--- EXERCISE DATA Enclosed Below ---

/// Suggested provider for `category` given the rest of the stack.
pub fn recommend(category: Category, stack: &Stack) -> Option<&'static str> {
    let compatible = compatible_providers(category, stack);
    let first = *compatible.first()?;
    let prefer = |name: &'static str| {
        if compatible.contains(&name) {
            name
        } else {
            first
        }
    };

    let storage = stack.get(Category::Storage);
    let storage_model = storage
        .and_then(|s| profile(Category::Storage, s))
        .and_then(|p| p.data_model);
    let streaming_ingestion = stack
        .get(Category::Ingestion)
        .and_then(|i| profile(Category::Ingestion, i))
        .and_then(|p| p.paradigm)
        .is_some_and(|p| p == Paradigm::Streaming);

    let choice = match category {
        Category::Transformation if storage_model == Some(DataModel::NoSql) || streaming_ingestion => {
            prefer("Spark")
        }
        Category::Transformation if storage_model == Some(DataModel::Sql) => prefer("dbt"),
        Category::Visualization if matches!(storage, Some("Snowflake") | Some("BigQuery")) => {
            prefer("Superset")
        }
        Category::Visualization => prefer("Metabase"),
        Category::Quality if storage_model == Some(DataModel::NoSql) => prefer("Soda"),
        Category::Quality if storage_model == Some(DataModel::Sql) => prefer("Great Expectations"),
        Category::Orchestration => prefer("Airflow"),
        _ => first,
    };
    Some(choice)
}

/// Python packages `tool` needs to reach `storage`.
pub fn required_packages(tool: &str, storage: &str) -> Vec<String> {
    match tool {
        "DLT" => storage_adapter(storage, AdapterTool::Dlt)
            .map(|a| vec![format!("dlt[{}]", a)])
            .unwrap_or_else(|| vec!["dlt".to_string()]),
        "dbt" => storage_adapter(storage, AdapterTool::Dbt)
            .map(|a| vec![format!("dbt-{}", a)])
            .unwrap_or_else(|| vec!["dbt-core".to_string()]),
        "Spark" => {
            let mut packages = vec!["pyspark".to_string()];
            match storage {
                "PostgreSQL" => packages.push("psycopg2-binary".to_string()),
                "BigQuery" => packages.push("google-cloud-bigquery".to_string()),
                "MongoDB" => packages.push("pymongo".to_string()),
                _ => {}
            }
            packages
        }
        _ => Vec::new(),
    }
}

--- End of Enclosed EXERCISE DATA ---

Repeat the records exactly, leaving out none of them.

__RESULT__
/// Suggested provider for `category` given the rest of the stack.
pub fn recommend(category: Category, stack: &Stack) -> Option<&'static str> {
    let compatible = compatible_providers(category, stack);
    let first = *compatible.first()?;
    let prefer = |name: &'static str| {
        if compatible.contains(&name) {
            name
        } else {
            first
        }
    };

    let storage = stack.get(Category::Storage);
    let storage_model = storage
        .and_then(|s| profile(Category::Storage, s))
        .and_then(|p| p.data_model);
    let streaming_ingestion = stack
        .get(Category::Ingestion)
        .and_then(|i| profile(Category::Ingestion, i))
        .and_then(|p| p.paradigm)
        .is_some_and(|p| p == Paradigm::Streaming);

    let choice = match category {
        Category::Transformation if storage_model == Some(DataModel::NoSql) || streaming_ingestion => {
            prefer("Spark")
        }
        Category::Transformation if storage_model == Some(DataModel::Sql) => prefer("dbt"),
        Category::Visualization if matches!(storage, Some("Snowflake") | Some("BigQuery")) => {
            prefer("Superset")
        }
        Category::Visualization => prefer("Metabase"),
        Category::Quality if storage_model == Some(DataModel::NoSql) => prefer("Soda"),
        Category::Quality if storage_model == Some(DataModel::Sql) => prefer("Great Expectations"),
        Category::Orchestration => prefer("Airflow"),
        _ => first,
    };
    Some(choice)
}

/// Python packages `tool` needs to reach `storage`.
pub fn required_packages(tool: &str, storage: &str) -> Vec<String> {
    match tool {
        "DLT" => storage_adapter(storage, AdapterTool::Dlt)
            .map(|a| vec![format!("dlt[{}]", a)])
            .unwrap_or_else(|| vec!["dlt".to_string()]),
        "dbt" => storage_adapter(storage, AdapterTool::Dbt)
            .map(|a| vec![format!("dbt-{}", a)])
            .unwrap_or_else(|| vec!["dbt-core".to_string()]),
        "Spark" => {
            let mut packages = vec!["pyspark".to_string()];
            match storage {
                "PostgreSQL" => packages.push("psycopg2-binary".to_string()),
                "BigQuery" => packages.push("google-cloud-bigquery".to_string()),
                "MongoDB" => packages.push("pymongo".to_string()),
                _ => {}
            }
            packages
        }
        _ => Vec::new(),
    }
}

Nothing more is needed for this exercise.